In my asp.net mvc program, the user will input the date in one field and the time in another field. The time will be in 24hr mode so the user can enter 00:00 - 23:59, and the date should be in the typical mm/dd/yyyy.
With all the different options available for validating the input, such as javascript/jquery/masked input on the client side or c# in the mvc controller, I am finding it difficult to figure out which way is best.
Does anyone have a suggestion or advice on this one?
Always, always server side. Client side validation is an optional nice to have.
Remember a clientside validation pass does not represent the actual data that could arrive server side with the use of simple sniffer/injection tools.
If you are using a database, you should use a parameterized query or stored procedure to ensure data validation.

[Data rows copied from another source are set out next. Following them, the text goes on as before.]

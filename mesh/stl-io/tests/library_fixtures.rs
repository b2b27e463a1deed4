//! Library tests against hand-assembled STL files.
//!
//! Fixtures are written byte by byte (not through `encode`) into a temporary
//! directory, so these tests pin the on-disk layout independently of the
//! encoder.

#![allow(clippy::unwrap_used, clippy::expect_used, clippy::float_cmp)]

use std::path::Path;

use approx::assert_relative_eq;
use stl_io::{DecodeError, IoError, LibraryConfig, StlLibrary, encode};
use tempfile::tempdir;

/// Raw bytes for a unit square made of two facets, with a text header and
/// non-zero attribute bytes.
fn square_bytes() -> Vec<u8> {
    let mut bytes = Vec::new();
    let mut header = [b' '; 80];
    let text = b"solid square exported by a CAD tool";
    header[..text.len()].copy_from_slice(text);
    bytes.extend_from_slice(&header);
    bytes.extend_from_slice(&2u32.to_le_bytes());

    let facets: [[[f32; 3]; 4]; 2] = [
        [[0.0, 0.0, 1.0], [0.0, 0.0, 0.0], [1.0, 0.0, 0.0], [1.0, 1.0, 0.0]],
        [[0.0, 0.0, 1.0], [0.0, 0.0, 0.0], [1.0, 1.0, 0.0], [0.0, 1.0, 0.0]],
    ];
    for facet in &facets {
        for vector in facet {
            for value in vector {
                bytes.extend_from_slice(&value.to_le_bytes());
            }
        }
        bytes.extend_from_slice(&[0x12, 0x34]);
    }
    bytes
}

fn write(dir: &Path, name: &str, bytes: &[u8]) {
    std::fs::write(dir.join(name), bytes).expect("write fixture");
}

#[test]
fn loads_hand_built_square() {
    let dir = tempdir().unwrap();
    write(dir.path(), "square.stl", &square_bytes());
    let library = StlLibrary::open(LibraryConfig::new(dir.path())).unwrap();

    let model = library.load("square.stl").unwrap();
    assert_eq!(model.name(), "square.stl");
    assert_eq!(model.face_count(), 2);

    let second = model.facets()[1];
    assert_eq!(second.normal.z, 1.0);
    assert_relative_eq!(second.b.x, 1.0);
    assert_relative_eq!(second.c.y, 1.0);
}

#[test]
fn header_and_attributes_are_not_preserved() {
    let dir = tempdir().unwrap();
    let original = square_bytes();
    write(dir.path(), "square.stl", &original);
    let library = StlLibrary::open(LibraryConfig::new(dir.path())).unwrap();

    let model = library.load("square.stl").unwrap();
    let reencoded = encode(&model);

    assert_eq!(reencoded.len(), original.len());
    assert!(reencoded[..80].iter().all(|&b| b == 0));
    assert_eq!(&reencoded[80..84], &original[80..84]);
    // Float data is identical, attribute bytes are zeroed.
    assert_eq!(&reencoded[84..132], &original[84..132]);
    assert_eq!(&reencoded[132..134], &[0, 0]);
}

#[test]
fn check_every_listed_file() {
    let dir = tempdir().unwrap();
    let square = square_bytes();
    write(dir.path(), "good.stl", &square);
    write(dir.path(), "header-only.STL", &square[..60]);
    write(dir.path(), "cut.stl", &square[..120]);
    write(dir.path(), "readme.md", b"not a mesh");
    let library = StlLibrary::open(LibraryConfig::new(dir.path())).unwrap();

    let names = library.list().unwrap();
    assert_eq!(names, vec!["cut.stl", "good.stl", "header-only.STL"]);

    let results: Vec<_> = names
        .iter()
        .map(|name| library.load(name).map_err(|e| e.decode_error().copied()))
        .collect();

    assert_eq!(
        results[0].as_ref().err(),
        Some(&Some(DecodeError::TruncatedBody {
            expected: 184,
            actual: 120
        }))
    );
    assert!(results[1].is_ok());
    assert_eq!(
        results[2].as_ref().err(),
        Some(&Some(DecodeError::TruncatedHeader { actual: 60 }))
    );
}

#[test]
fn saved_models_appear_in_listing() {
    let dir = tempdir().unwrap();
    let library = StlLibrary::open(LibraryConfig::new(dir.path())).unwrap();
    write(dir.path(), "square.stl", &square_bytes());

    let copy = library.load("square.stl").unwrap().with_name("copy.stl");
    library.save(&copy).unwrap();

    assert_eq!(library.list().unwrap(), vec!["copy.stl", "square.stl"]);
    assert_eq!(library.load("copy.stl").unwrap().facets(), copy.facets());
}

#[test]
fn invalid_names_never_touch_disk() {
    let dir = tempdir().unwrap();
    let library = StlLibrary::open(LibraryConfig::new(dir.path())).unwrap();
    let err = library.load("../square.stl").unwrap_err();
    assert!(matches!(err, IoError::InvalidName { .. }));
}

#[cfg(feature = "serde")]
#[test]
fn json_transport_shape() {
    let dir = tempdir().unwrap();
    write(dir.path(), "square.stl", &square_bytes());
    let library = StlLibrary::open(LibraryConfig::new(dir.path())).unwrap();
    let model = library.load("square.stl").unwrap();

    let json = serde_json::to_value(&model).unwrap();
    assert_eq!(json["name"], "square.stl");
    assert_eq!(json["face_num"], 2);
    assert_eq!(json["triangle_face_array"][0]["c"][1], 1.0);
}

That will also help you with potential SQL Injection.
You should validate on both ends but it is critical to validate on the server regardless of what you do on the client. The client validation is just a "nice to have" and helps with user interaction and flow.
Use both! Client side and server validation are pretty easy to implement.

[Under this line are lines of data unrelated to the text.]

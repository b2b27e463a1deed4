//! Single-precision 3D vector as stored in binary STL.

#[cfg(feature = "serde")]
use serde::{Deserialize, Serialize, Serializer, ser::Error as _};

/// Three `f32` components with no unit attached.
///
/// STL stores every normal and vertex as three little-endian IEEE-754
/// singles, so this type keeps them at that precision instead of widening
/// to `f64`.
///
/// With the `serde` feature it serializes as a plain `[x, y, z]` array.
/// Serializing a vector with a NaN or infinite component fails instead of
/// emitting a lossy value such as JSON `null`.
///
/// # Example
///
/// ```
/// use stl_types::Vector3;
///
/// let v = Vector3::new(1.0, 2.0, 3.0);
/// assert_eq!(v.to_array(), [1.0, 2.0, 3.0]);
/// assert_eq!(Vector3::from([1.0, 2.0, 3.0]), v);
/// ```
#[derive(Debug, Clone, Copy, PartialEq, Default)]
#[cfg_attr(feature = "serde", derive(Deserialize), serde(from = "[f32; 3]"))]
pub struct Vector3 {
    /// X component.
    pub x: f32,
    /// Y component.
    pub y: f32,
    /// Z component.
    pub z: f32,
}

impl Vector3 {
    /// The zero vector.
    pub const ZERO: Self = Self::new(0.0, 0.0, 0.0);

    /// Create a vector from its components.
    #[inline]
    #[must_use]
    pub const fn new(x: f32, y: f32, z: f32) -> Self {
        Self { x, y, z }
    }

    /// Create a vector from an `[x, y, z]` array.
    #[inline]
    #[must_use]
    pub const fn from_array(xyz: [f32; 3]) -> Self {
        Self::new(xyz[0], xyz[1], xyz[2])
    }

    /// Components as an `[x, y, z]` array, in wire order.
    #[inline]
    #[must_use]
    pub const fn to_array(self) -> [f32; 3] {
        [self.x, self.y, self.z]
    }

    /// Check that no component is NaN or infinite.
    #[inline]
    #[must_use]
    pub fn is_finite(self) -> bool {
        self.x.is_finite() && self.y.is_finite() && self.z.is_finite()
    }
}

#[cfg(feature = "serde")]
impl Serialize for Vector3 {
    fn serialize<S: Serializer>(&self, serializer: S) -> Result<S::Ok, S::Error> {
        if !self.is_finite() {
            return Err(S::Error::custom(format_args!(
                "non-finite vector component in {self:?}"
            )));
        }
        self.to_array().serialize(serializer)
    }
}

impl From<[f32; 3]> for Vector3 {
    #[inline]
    fn from(xyz: [f32; 3]) -> Self {
        Self::from_array(xyz)
    }
}

impl From<Vector3> for [f32; 3] {
    #[inline]
    fn from(v: Vector3) -> Self {
        v.to_array()
    }
}

impl From<(f32, f32, f32)> for Vector3 {
    #[inline]
    fn from((x, y, z): (f32, f32, f32)) -> Self {
        Self::new(x, y, z)
    }
}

Client side validations make the user experience better. Nobody likes waiting for a completed postback to tell them something like "our server doesn't do dates like that you foreigner".
Server side validation protects your systems. No server wants an sql injection attack from a crafted request. Don't use this for the user experience though. This exists purely to protect your systems and provide support for users with javascript disabled (--and to be fair, who cares what their user experience is like).
There are some lovely client side libraries that make it ridiculously easy. My favourite is the jquery validation plugin but http://www.livevalidation.com/ is pretty good too.
I would suggest using a validation framework such as xVal for MVC 1 or the built-in support for DataAnnotations for MVC 2. This will generate server and client-side validation for you in a way which is always consistent.
Both with emphasis on the server side. Sometimes people will block javascript or a prior error will not let the validation script run.
On the server either do a DateTime.Parse or the better DateTime.TryParse.